→ Instructions to follow:
Look through the records below, and copy out every line that holds the string "Medium".

→ The data:
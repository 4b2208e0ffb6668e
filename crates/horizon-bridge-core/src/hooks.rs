//! Typed lifecycle hooks.
//!
//! Thin consumers of a [`LifecycleBus`] that unwrap the signal value for
//! application code. Each hook behaves like [`LifecycleBus::subscribe`]:
//! a value that was already emitted is delivered before the hook returns.

use crate::lifecycle::{LifecycleBus, LifecycleEvent, LifecycleName, LoadOptions, Subscription};

/// Receive the page launch options.
#[must_use = "the handle is the only way to unsubscribe"]
pub fn use_load_options<F>(bus: &LifecycleBus, callback: F) -> Subscription
where
    F: Fn(&LoadOptions) + Send + Sync + 'static,
{
    bus.subscribe(LifecycleName::LoadOptions, move |event| {
        if let LifecycleEvent::LoadOptions(options) = event {
            callback(options);
        }
    })
}

/// Receive page visibility changes.
#[must_use = "the handle is the only way to unsubscribe"]
pub fn use_visibility<F>(bus: &LifecycleBus, callback: F) -> Subscription
where
    F: Fn(bool) + Send + Sync + 'static,
{
    bus.subscribe(LifecycleName::Visibility, move |event| {
        if let LifecycleEvent::Visibility(visible) = event {
            callback(*visible);
        }
    })
}
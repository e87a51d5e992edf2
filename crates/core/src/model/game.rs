use serde::{Deserialize, Serialize};
use std::fmt;
use std::str::FromStr;

//
// ─── GAME MODE ─────────────────────────────────────────────────────────────────
//

/// Top-level screens and play modes of the game.
///
/// Only `Normal` and `Memorize` sessions produce scores; `Menu` and
/// `HallOfFame` exist so persisted entries can name their origin with the
/// same enum the navigation layer uses.
#[derive(Debug, Clone, Copy, PartialEq, Eq, Hash, Serialize, Deserialize)]
#[serde(rename_all = "snake_case")]
pub enum GameMode {
    Menu,
    /// Sequential practice of a single multiplication table.
    Normal,
    /// Random questions drawn from a table range.
    Memorize,
    HallOfFame,
}

impl GameMode {
    /// Stable string form used in the persisted layout.
    #[must_use]
    pub fn as_str(self) -> &'static str {
        match self {
            GameMode::Menu => "menu",
            GameMode::Normal => "normal",
            GameMode::Memorize => "memorize",
            GameMode::HallOfFame => "hall_of_fame",
        }
    }
}

impl fmt::Display for GameMode {
    fn fmt(&self, f: &mut fmt::Formatter<'_>) -> fmt::Result {
        f.write_str(self.as_str())
    }
}

/// Error type for parsing a `GameMode` from its persisted string form.
#[derive(Debug, Clone, PartialEq, Eq)]
pub struct GameModeParseError(pub String);

impl fmt::Display for GameModeParseError {
    fn fmt(&self, f: &mut fmt::Formatter<'_>) -> fmt::Result {
        write!(f, "unknown game mode: {}", self.0)
    }
}

impl std::error::Error for GameModeParseError {}

impl FromStr for GameMode {
    type Err = GameModeParseError;

    fn from_str(s: &str) -> Result<Self, Self::Err> {
        match s {
            "menu" => Ok(GameMode::Menu),
            "normal" => Ok(GameMode::Normal),
            "memorize" => Ok(GameMode::Memorize),
            "hall_of_fame" => Ok(GameMode::HallOfFame),
            other => Err(GameModeParseError(other.to_owned())),
        }
    }
}

//
// ─── DIFFICULTY ────────────────────────────────────────────────────────────────
//

/// Difficulty tier for practice sessions.
///
/// Difficulty only changes how many answer choices are offered; the
/// questions themselves are the same.
#[derive(Debug, Clone, Copy, PartialEq, Eq, Hash, Serialize, Deserialize)]
#[serde(rename_all = "lowercase")]
pub enum Difficulty {
    Easy,
    Medium,
    Hard,
}

impl Difficulty {
    /// Number of answer choices shown at this tier.
    #[must_use]
    pub fn option_count(self) -> usize {
        match self {
            Difficulty::Easy => 2,
            Difficulty::Medium => 3,
            Difficulty::Hard => 4,
        }
    }

    /// Stable string form used in the persisted layout.
    #[must_use]
    pub fn as_str(self) -> &'static str {
        match self {
            Difficulty::Easy => "easy",
            Difficulty::Medium => "medium",
            Difficulty::Hard => "hard",
        }
    }
}

impl fmt::Display for Difficulty {
    fn fmt(&self, f: &mut fmt::Formatter<'_>) -> fmt::Result {
        f.write_str(self.as_str())
    }
}

//
// ─── CHOICE STATUS ─────────────────────────────────────────────────────────────
//

/// Per-choice feedback state after an answer is selected.
///
/// `Missed` marks the true answer when a wrong choice was picked, so the
/// presentation layer can highlight it without treating it as selected.
#[derive(Debug, Clone, Copy, PartialEq, Eq)]
pub enum ChoiceStatus {
    Idle,
    Correct,
    Incorrect,
    Missed,
}

//
// ─── TESTS ─────────────────────────────────────────────────────────────────────
//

→ Result of this exercise:
    Medium,
            Difficulty::Medium => 3,
            Difficulty::Medium => "medium",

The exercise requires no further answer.